É esta a nossa fé e a nossa esperança.
Mas «agora a nossa vida está oculta com Cristo em Deus"; vivemos presentemente sem que a graça produza os seus efeitos de claridade e esplendor que atinge na glória; tal como Jesus Cristo, antes da Ressurreição, teve oculto o esplendor glorioso da Sua Divindade, não deixando ver mais que um reflexo dessa glória a três discípulos, no dia da Transfiguração no Tabor. A nossa vida interior, neste mundo, só é conhecida de Deus; está oculta aos olhos dos homens. Além disso, se procuramos
reproduzir em nossa alma, pela nossa liberdade espiritual, os caracteres da vida ressuscitada de Jesus, este trabalho realiza-se ainda numa carne ferida pelo pecado, sujeita às enfermidades do tempo; não alcançaremos esta santa liberdade senão à custa duma luta incessantemente repetida e fielmente sustentada. Como dizia o próprio Jesus Cristo aos discípulos de Emaús, no dia da ressurreição, também nós precisamos de «sofrer para entrar na glória": Nonne haec oportuit pati Christum et ita
intrare in gloriam suam. "Nós somos, diz o Apóstolo, filhos de Deus e seus herdeiros ; somos
co-herdeiros de Cristo; mas não seremos glorificados com Ele, se não sofrermos com Ele».
Estes pensamentos celestiais devem alentar-nos durante os dias que ainda temos de passar neste mundo.
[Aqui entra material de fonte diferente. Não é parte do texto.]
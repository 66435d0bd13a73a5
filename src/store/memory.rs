//! In-memory store for dry runs (`maelstrom replay --in-memory`)

use std::collections::HashMap;
use std::sync::{Mutex, MutexGuard};

use async_trait::async_trait;

use super::PersistentStore;
use crate::config::CommunityConfig;
use crate::domain::{CommunityId, ParticipantId, ParticipantKey, ParticipantXpRecord};
use crate::error::StoreError;

#[derive(Debug, Default)]
struct MemoryState {
    participants: HashMap<ParticipantKey, ParticipantXpRecord>,
    communities: HashMap<CommunityId, CommunityConfig>,
}

/// Non-persistent [`PersistentStore`]; everything is lost on drop
#[derive(Debug, Default)]
pub struct MemoryStore {
    state: Mutex<MemoryState>,
}

impl MemoryStore {
    pub fn new() -> Self {
        Self::default()
    }

    fn state(&self) -> Result<MutexGuard<'_, MemoryState>, StoreError> {
        self.state.lock().map_err(|_| StoreError::Poisoned)
    }

    pub fn put_community_config(
        &self,
        community: CommunityId,
        config: &CommunityConfig,
    ) -> Result<(), StoreError> {
        self.state()?.communities.insert(community, config.clone());
        Ok(())
    }

    pub fn set_banned(
        &self,
        participant: ParticipantId,
        community: CommunityId,
        banned: bool,
    ) -> Result<(), StoreError> {
        let key = ParticipantKey::new(participant, community);
        self.state()?
            .participants
            .entry(key)
            .or_insert_with(|| ParticipantXpRecord {
                participant_id: participant,
                community_id: community,
                xp_total: 0,
                banned: false,
            })
            .banned = banned;
        Ok(())
    }

    /// All records, highest XP first
    pub fn records(&self) -> Result<Vec<ParticipantXpRecord>, StoreError> {
        let mut records: Vec<_> = self.state()?.participants.values().cloned().collect();
        records.sort_by(|a, b| b.xp_total.cmp(&a.xp_total));
        Ok(records)
    }
}

#[async_trait]
impl PersistentStore for MemoryStore {
    async fn fetch_participant(
        &self,
        participant: ParticipantId,
        community: CommunityId,
    ) -> Result<Option<ParticipantXpRecord>, StoreError> {
        let key = ParticipantKey::new(participant, community);
        Ok(self.state()?.participants.get(&key).cloned())
    }

    async fn create_participant(
        &self,
        participant: ParticipantId,
        community: CommunityId,
        initial_xp: u64,
    ) -> Result<(), StoreError> {
        let key = ParticipantKey::new(participant, community);
        let mut state = self.state()?;
        if state.participants.contains_key(&key) {
            return Err(StoreError::DuplicateRecord {
                participant: participant.get(),
                community: community.get(),
            });
        }
        state.participants.insert(
            key,
            ParticipantXpRecord {
                participant_id: participant,
                community_id: community,
                xp_total: initial_xp,
                banned: false,
            },
        );
        Ok(())
    }

    async fn increment_xp(
        &self,
        participant: ParticipantId,
        community: CommunityId,
        delta: u64,
    ) -> Result<(), StoreError> {
        let key = ParticipantKey::new(participant, community);
        let mut state = self.state()?;
        let record = state
            .participants
            .get_mut(&key)
            .ok_or(StoreError::MissingRecord {
                participant: participant.get(),
                community: community.get(),
            })?;
        record.xp_total = record.xp_total.saturating_add(delta);
        Ok(())
    }

    async fn fetch_community_config(
        &self,
        community: CommunityId,
    ) -> Result<Option<CommunityConfig>, StoreError> {
        Ok(self.state()?.communities.get(&community).cloned())
    }
}
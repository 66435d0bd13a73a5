//! XP accrual: read-through cache plus incremental writes
//!
//! Every accrual for a (participant, community) key runs under that key's
//! async mutex, so two concurrent messages can never both read the same
//! stale total. Different keys proceed in parallel.

use std::sync::Arc;

use dashmap::DashMap;
use tokio::sync::Mutex;
use tracing::debug;

use crate::domain::{CommunityId, ParticipantId, ParticipantKey};
use crate::error::StoreError;
use crate::store::PersistentStore;

#[derive(Debug, Clone, Copy)]
struct CachedParticipant {
    xp: u64,
    banned: bool,
}

/// Outcome of one accrual
#[derive(Debug, Clone, Copy, PartialEq, Eq)]
pub enum Accrual {
    /// Participant is banned; nothing was written
    Banned,
    Applied { before_xp: u64, after_xp: u64 },
}

/// Turns "add N XP" into before/after totals
#[derive(Default)]
pub struct XpAccrualStore {
    cache: DashMap<ParticipantKey, CachedParticipant>,
    locks: DashMap<ParticipantKey, Arc<Mutex<()>>>,
}

impl XpAccrualStore {
    pub fn new() -> Self {
        Self::default()
    }

    fn lock_for(&self, key: ParticipantKey) -> Arc<Mutex<()>> {
        Arc::clone(self.locks.entry(key).or_default().value())
    }

    /// Add `delta` XP, creating the record on first use.
    ///
    /// On a store error the cache entry is dropped and nothing is recorded,
    /// so the next message re-reads the persisted total.
    pub async fn accrue(
        &self,
        store: &dyn PersistentStore,
        participant: ParticipantId,
        community: CommunityId,
        delta: u64,
    ) -> Result<Accrual, StoreError> {
        let key = ParticipantKey::new(participant, community);
        let lock = self.lock_for(key);
        let guard = lock.lock().await;
        let result = self.accrue_locked(store, key, delta).await;
        drop(guard);
        drop(lock);

        // Only the map holds the lock now: no accrual is running or waiting on this key
        self.locks.remove_if(&key, |_, lock| Arc::strong_count(lock) == 1);
        result
    }

    async fn accrue_locked(
        &self,
        store: &dyn PersistentStore,
        key: ParticipantKey,
        delta: u64,
    ) -> Result<Accrual, StoreError> {
        let ParticipantKey {
            participant,
            community,
        } = key;

        let cached = self.cache.get(&key).map(|entry| *entry.value());
        let (before_xp, exists) = match cached {
            Some(entry) if entry.banned => return Ok(Accrual::Banned),
            Some(entry) => (entry.xp, true),
            None => match store.fetch_participant(participant, community).await? {
                None => (0, false),
                Some(record) if record.banned => {
                    self.cache.insert(
                        key,
                        CachedParticipant {
                            xp: record.xp_total,
                            banned: true,
                        },
                    );
                    return Ok(Accrual::Banned);
                }
                Some(record) => (record.xp_total, true),
            },
        };

        let after_xp = before_xp.saturating_add(delta);
        let written = if exists {
            store.increment_xp(participant, community, delta).await
        } else {
            debug!("Creating XP record for {} in {}", participant, community);
            store.create_participant(participant, community, after_xp).await
        };

        if let Err(e) = written {
            self.cache.remove(&key);
            return Err(e);
        }

        self.cache.insert(
            key,
            CachedParticipant {
                xp: after_xp,
                banned: false,
            },
        );
        Ok(Accrual::Applied { before_xp, after_xp })
    }

    /// Forget a participant's cached total after a write elsewhere (reset, ban)
    pub fn invalidate(&self, participant: ParticipantId, community: CommunityId) {
        self.cache.remove(&ParticipantKey::new(participant, community));
    }

    /// Forget every cached total of a community
    pub fn invalidate_community(&self, community: CommunityId) {
        self.cache.retain(|key, _| key.community != community);
    }

    pub fn cached_xp(&self, participant: ParticipantId, community: CommunityId) -> Option<u64> {
        self.cache
            .get(&ParticipantKey::new(participant, community))
            .map(|entry| entry.xp)
    }
}

#[cfg(test)]
mod tests {
    use super::*;
    use crate::store::MemoryStore;

    const P: ParticipantId = ParticipantId(1);
    const C: CommunityId = CommunityId(2);

    #[tokio::test]
    async fn test_first_accrual_creates_record() {
        let store = MemoryStore::new();
        let accrual = XpAccrualStore::new();

        let result = accrual.accrue(&store, P, C, 30).await.unwrap();
        assert_eq!(result, Accrual::Applied { before_xp: 0, after_xp: 30 });

        let result = accrual.accrue(&store, P, C, 45).await.unwrap();
        assert_eq!(result, Accrual::Applied { before_xp: 30, after_xp: 75 });

        let record = store.fetch_participant(P, C).await.unwrap().unwrap();
        assert_eq!(record.xp_total, 75);
        assert_eq!(accrual.cached_xp(P, C), Some(75));
    }

    #[tokio::test]
    async fn test_zero_delta_changes_nothing() {
        let store = MemoryStore::new();
        let accrual = XpAccrualStore::new();
        accrual.accrue(&store, P, C, 100).await.unwrap();

        let result = accrual.accrue(&store, P, C, 0).await.unwrap();
        assert_eq!(result, Accrual::Applied { before_xp: 100, after_xp: 100 });
        assert_eq!(store.fetch_participant(P, C).await.unwrap().unwrap().xp_total, 100);
    }

    #[tokio::test]
    async fn test_banned_participant_is_untouched() {
        let store = MemoryStore::new();
        store.set_banned(P, C, true).unwrap();
        let accrual = XpAccrualStore::new();

        assert_eq!(accrual.accrue(&store, P, C, 30).await.unwrap(), Accrual::Banned);
        assert_eq!(accrual.accrue(&store, P, C, 30).await.unwrap(), Accrual::Banned);
        assert_eq!(store.fetch_participant(P, C).await.unwrap().unwrap().xp_total, 0);
    }

    #[tokio::test]
    async fn test_invalidate_rereads_store() {
        let store = MemoryStore::new();
        let accrual = XpAccrualStore::new();
        accrual.accrue(&store, P, C, 10).await.unwrap();

        store.set_banned(P, C, true).unwrap();
        // Cache still says not banned
        assert!(matches!(
            accrual.accrue(&store, P, C, 10).await.unwrap(),
            Accrual::Applied { after_xp: 20, .. }
        ));

        accrual.invalidate_community(C);
        assert_eq!(accrual.cached_xp(P, C), None);
        assert_eq!(accrual.accrue(&store, P, C, 10).await.unwrap(), Accrual::Banned);
    }

    #[tokio::test(flavor = "multi_thread", worker_threads = 4)]
    async fn test_idle_key_locks_are_released() {
        let store = Arc::new(MemoryStore::new());
        let accrual = Arc::new(XpAccrualStore::new());

        for participant in 1..=50 {
            accrual.accrue(store.as_ref(), ParticipantId(participant), C, 5).await.unwrap();
        }
        assert!(accrual.locks.is_empty());

        let tasks: Vec<_> = (0..200)
            .map(|i| {
                let store = Arc::clone(&store);
                let accrual = Arc::clone(&accrual);
                tokio::spawn(async move {
                    let participant = ParticipantId(i % 4);
                    accrual.accrue(store.as_ref(), participant, C, 1).await.unwrap();
                })
            })
            .collect();
        for task in tasks {
            task.await.unwrap();
        }

        assert!(accrual.locks.is_empty());
        for participant in 0..4 {
            let record = store.fetch_participant(ParticipantId(participant), C).await.unwrap();
            let expected = if participant == 1 { 5 + 50 } else { 50 };
            assert_eq!(record.unwrap().xp_total, expected);
        }
    }
}
//! Error types for the leveling core
//!
//! Only [`LevelingError`] aborts a pipeline run. Platform failures are
//! reported through [`PlatformError`] and degrade a single step.

use thiserror::Error;

/// Invalid community configuration, rejected when the stored config is loaded
#[derive(Debug, Error, PartialEq)]
pub enum ConfigError {
    #[error("increment must be positive")]
    ZeroIncrement,

    #[error("cooldown must be between {min} and {max} seconds, got {value}")]
    CooldownOutOfRange { value: u32, min: u32, max: u32 },

    #[error("modifier for {target} must be between 0 and {max}, got {value}")]
    ModifierOutOfRange { target: u64, value: f64, max: f64 },

    #[error("at most {max} role thresholds are allowed, got {count}")]
    TooManyRoleThresholds { count: usize, max: usize },

    #[error("role threshold levels must be positive")]
    ZeroLevelThreshold,

    #[error("malformed community config: {0}")]
    Malformed(String),
}

/// Persistent store failures
#[derive(Debug, Error)]
pub enum StoreError {
    #[error("database error: {0}")]
    Database(#[from] rusqlite::Error),

    #[error("store task failed: {0}")]
    Task(#[from] tokio::task::JoinError),

    #[error("database connection poisoned")]
    Poisoned,

    #[error("invalid config for community {community}: {source}")]
    InvalidConfig {
        community: u64,
        #[source]
        source: ConfigError,
    },

    #[error("no XP record for participant {participant} in community {community}")]
    MissingRecord { participant: u64, community: u64 },

    #[error("XP record for participant {participant} in community {community} already exists")]
    DuplicateRecord { participant: u64, community: u64 },

    #[error("store unavailable: {0}")]
    Unavailable(String),
}

/// Chat-platform call failure (never fatal to a pipeline run)
#[derive(Debug, Error)]
pub enum PlatformError {
    #[error("missing permission: {0}")]
    Forbidden(String),

    #[error("target not found: {0}")]
    NotFound(String),

    #[error("platform request failed: {0}")]
    Request(String),
}

/// Fatal failure of one message's pipeline run
#[derive(Debug, Error)]
pub enum LevelingError {
    #[error("persistent store failure: {0}")]
    Store(#[from] StoreError),
}
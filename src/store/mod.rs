//! Persistent storage for XP records and community configuration
//!
//! The leveling pipeline only talks to [`PersistentStore`]. Two
//! implementations ship with the crate: [`SqliteStore`] (`~/.maelstrom/maelstrom.db`)
//! and [`MemoryStore`] for dry runs.
//!
//! # Usage
//!
//! ```ignore
//! let store = SqliteStore::open(&config.database_path())?;
//! store.put_community_config(community, &CommunityConfig::default())?;
//!
//! let pipeline = LevelingPipeline::new(Arc::new(store), platform);
//! pipeline.handle(&message).await?;
//! ```

mod config_cache;
mod memory;
mod sqlite;
mod standings;

pub use config_cache::CommunityConfigCache;
pub use memory::MemoryStore;
pub use sqlite::SqliteStore;
pub use standings::{Standing, StandingsQuery};

use async_trait::async_trait;

use crate::config::CommunityConfig;
use crate::domain::{CommunityId, ParticipantId, ParticipantXpRecord};
use crate::error::StoreError;

/// Outbound calls to the persistent store.
///
/// Calls are the only suspension points of the pipeline; implementations
/// bound them with their own timeout policy.
#[async_trait]
pub trait PersistentStore: Send + Sync {
    async fn fetch_participant(
        &self,
        participant: ParticipantId,
        community: CommunityId,
    ) -> Result<Option<ParticipantXpRecord>, StoreError>;

    async fn create_participant(
        &self,
        participant: ParticipantId,
        community: CommunityId,
        initial_xp: u64,
    ) -> Result<(), StoreError>;

    /// Add `delta` to the stored total (`xp = xp + delta`), never overwrite
    async fn increment_xp(
        &self,
        participant: ParticipantId,
        community: CommunityId,
        delta: u64,
    ) -> Result<(), StoreError>;

    /// Validated community config, `None` when the community is not set up
    async fn fetch_community_config(
        &self,
        community: CommunityId,
    ) -> Result<Option<CommunityConfig>, StoreError>;
}
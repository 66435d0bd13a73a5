//! Init command implementation

use anyhow::{bail, Result};
use std::path::PathBuf;

use maelstrom::config::Config;

/// Default configuration content for maelstrom init
pub const DEFAULT_CONFIG: &str = r#"# Maelstrom Configuration
# =======================
#
# Per-community leveling settings (increment, cooldown, modifiers, role
# thresholds, ...) live in the database; use `maelstrom configure` to set them.

# ============================================================================
# SETTINGS - Global configuration options
# ============================================================================
#
# Available options:
#   database_path       - SQLite database file (default: ~/.maelstrom/maelstrom.db)
#   replay_concurrency  - Messages processed at once by `maelstrom replay` (default: 8)
#   leaderboard_size    - Rows shown by `maelstrom leaderboard` (default: 10)

[settings]
# database_path = "/var/lib/maelstrom/maelstrom.db"
replay_concurrency = 8
leaderboard_size = 10
"#;

/// Initialize a new configuration file
///
/// By default creates the global config at ~/.maelstrom/config.toml
/// Use --config to specify a custom path
pub async fn init_command(config_path: Option<PathBuf>, force: bool) -> Result<()> {
    let config_path = config_path.unwrap_or_else(Config::global_config_path);

    if config_path.exists() && !force {
        bail!(
            "Configuration already exists: {}\nUse --force to overwrite.",
            config_path.display()
        );
    }

    Config::write_template(&config_path, DEFAULT_CONFIG)?;
    println!("Created: {}", config_path.display());

    Ok(())
}

#[cfg(test)]
mod tests {
    use super::*;

    #[test]
    fn test_default_config_parses_to_defaults() {
        let config: Config = toml::from_str(DEFAULT_CONFIG).unwrap();
        assert!(config.settings.database_path.is_none());
        assert_eq!(config.settings.replay_concurrency, 8);
        assert_eq!(config.settings.leaderboard_size, 10);
    }

    #[tokio::test]
    async fn test_init_refuses_to_overwrite() {
        let dir = tempfile::tempdir().unwrap();
        let path = dir.path().join("nested").join("config.toml");

        init_command(Some(path.clone()), false).await.unwrap();
        assert!(path.exists());
        assert!(init_command(Some(path.clone()), false).await.is_err());

        std::fs::write(&path, "# edited\n").unwrap();
        init_command(Some(path.clone()), true).await.unwrap();
        assert_eq!(std::fs::read_to_string(&path).unwrap(), DEFAULT_CONFIG);
        assert!(path.with_extension("toml.lock").exists());
        assert!(!path.with_extension("toml.tmp").exists());
    }
}
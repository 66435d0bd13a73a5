//! Inbound message event as delivered by the chat-platform binding

use std::collections::HashSet;

use chrono::{DateTime, Utc};
use serde::{Deserialize, Serialize};

use super::ids::{CategoryId, ChannelId, CommunityId, MessageId, ParticipantId, RoleId};
use super::record::ParticipantKey;

/// One message posted inside a community.
///
/// Direct messages never reach the leveling core, so `community_id` is
/// always present.
#[derive(Debug, Clone, Serialize, Deserialize)]
pub struct InboundMessage {
    pub message_id: MessageId,
    pub participant_id: ParticipantId,
    pub community_id: CommunityId,
    pub channel_id: ChannelId,

    /// Category of the channel, if it belongs to one
    #[serde(default)]
    pub category_id: Option<CategoryId>,

    /// Roles the author currently holds in the community
    #[serde(default)]
    pub role_ids: HashSet<RoleId>,

    pub timestamp: DateTime<Utc>,

    #[serde(default)]
    pub is_bot: bool,

    /// Display name of the community, used in direct notifications
    #[serde(default)]
    pub community_name: Option<String>,
}

impl InboundMessage {
    pub fn key(&self) -> ParticipantKey {
        ParticipantKey::new(self.participant_id, self.community_id)
    }
}
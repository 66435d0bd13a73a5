//! Chat-platform seam
//!
//! The leveling pipeline asks the platform binding to change roles and to
//! announce level-ups. Every call is best-effort from the pipeline's point of
//! view: a failure is logged and never undoes committed XP.

use async_trait::async_trait;
use tracing::info;

use crate::domain::{ChannelId, CommunityId, MessageId, ParticipantId, RoleId};
use crate::error::PlatformError;

/// Outbound calls to the chat platform
#[async_trait]
pub trait ChatPlatform: Send + Sync {
    async fn add_role(
        &self,
        community: CommunityId,
        participant: ParticipantId,
        role: RoleId,
    ) -> Result<(), PlatformError>;

    async fn remove_role(
        &self,
        community: CommunityId,
        participant: ParticipantId,
        role: RoleId,
    ) -> Result<(), PlatformError>;

    async fn send_direct_notification(
        &self,
        participant: ParticipantId,
        text: &str,
    ) -> Result<(), PlatformError>;

    async fn send_channel_notification(
        &self,
        channel: ChannelId,
        text: &str,
    ) -> Result<(), PlatformError>;

    async fn add_reaction(
        &self,
        channel: ChannelId,
        message: MessageId,
        emoji: &str,
    ) -> Result<(), PlatformError>;
}

/// Platform that only logs what it was asked to do (used by `maelstrom replay`)
#[derive(Debug, Default)]
pub struct LogPlatform;

#[async_trait]
impl ChatPlatform for LogPlatform {
    async fn add_role(
        &self,
        community: CommunityId,
        participant: ParticipantId,
        role: RoleId,
    ) -> Result<(), PlatformError> {
        info!("[maelstrom:platform] add role {} to {} in {}", role, participant, community);
        Ok(())
    }

    async fn remove_role(
        &self,
        community: CommunityId,
        participant: ParticipantId,
        role: RoleId,
    ) -> Result<(), PlatformError> {
        info!("[maelstrom:platform] remove role {} from {} in {}", role, participant, community);
        Ok(())
    }

    async fn send_direct_notification(
        &self,
        participant: ParticipantId,
        text: &str,
    ) -> Result<(), PlatformError> {
        info!("[maelstrom:platform] dm {}: {}", participant, text);
        Ok(())
    }

    async fn send_channel_notification(
        &self,
        channel: ChannelId,
        text: &str,
    ) -> Result<(), PlatformError> {
        info!("[maelstrom:platform] #{}: {}", channel, text);
        Ok(())
    }

    async fn add_reaction(
        &self,
        channel: ChannelId,
        message: MessageId,
        emoji: &str,
    ) -> Result<(), PlatformError> {
        info!("[maelstrom:platform] react {} on {}/{}", emoji, channel, message);
        Ok(())
    }
}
Sim, tempo virá em que "já não haverá dores nem gritos nem choros; o próprio Deus enxugará as lágrimas a Seus servos», que se tornaram co-herdeiros de Seu Filho; fá-los-a sentar no eterno banquete que preparou para celebrar o triunfo de Jesus e daqueles de quem Ele é o irmão mais velho.
Se todos os anos formos fiéis em tomar parte nos sofrimentos de Jesus Cristo durante a Quaresma e a
Semana Santa, a celebração do mistério da Páscoa, fazendo-nos contemplar a glória de Jesus vitorioso da morte, contribuirá também cada ano para que participemos, com mais fruto e abundância, da Sua condição divina de ressuscitado. Aumenta o nosso desprendimento de tudo o que não é Deus; afervora em nós, pela graça, pela fé e pelo amor, a vida divina. Ao mesmo tempo, aviva a nossa esperança, pois, «quando no último dia aparecer Jesus Cristo, nossa vida" e nosso chefe, também nós, que participamos da Sua vida, "apareceremos com Ele na glória": Cum Christus apparuerit VITA VESTRA, tunc et vos apparebitis CUM IPSO in gloria.
Esta esperança enche-nos de alegria; e porque o mistério da Páscoa, sendo um mistério de vida, fortalece a nossa esperança, por isso é eminentemente um mistério de alegria.
A Igreja mostra-o, repetindo durante o tempo pascal o Alleluia, brado de alegria e felicidade tirado da Liturgia do céu. Suprimira-o durante a Quaresma, para manifestar a sua tristeza e comungar dos sofrimentos do seu Esposo. Agora que Cristo ressuscitou, a Igreja alegra-se com Ele, usa de novo, e com redobrado fervor, esta exclamação alegre que resume todo o ardor dos seus sentimentos.
Não percamos jamais de vista que formamos um só com Jesus Cristo; o Seu triunfo é o nosso triunfo; a Sua glória é o princípio da nossa alegria. Por isso, com a Igreja nossa Mãe, digamos muitas vezes Alleluia, para mostrarmos a Cristo a nossa alegria por vê-Lo triunfar da morte, para agradecermos ao Pai a glória que dá ao Filho. O Alleluia, que a Igreja repete sem se cansar durante os cinquenta dias do período pascal, é como que o eco sempre repetido da oração com que encerra a semana da Páscoa: "Fazei, Senhor, Vos rogamos, que estes mistérios da Páscoa sejam doravante uma ação de graças, e que a obra da nossa regeneração, que incessantemente se vai desenvolvendo, se torne em nós um
princípio inexaurível de infinita alegria".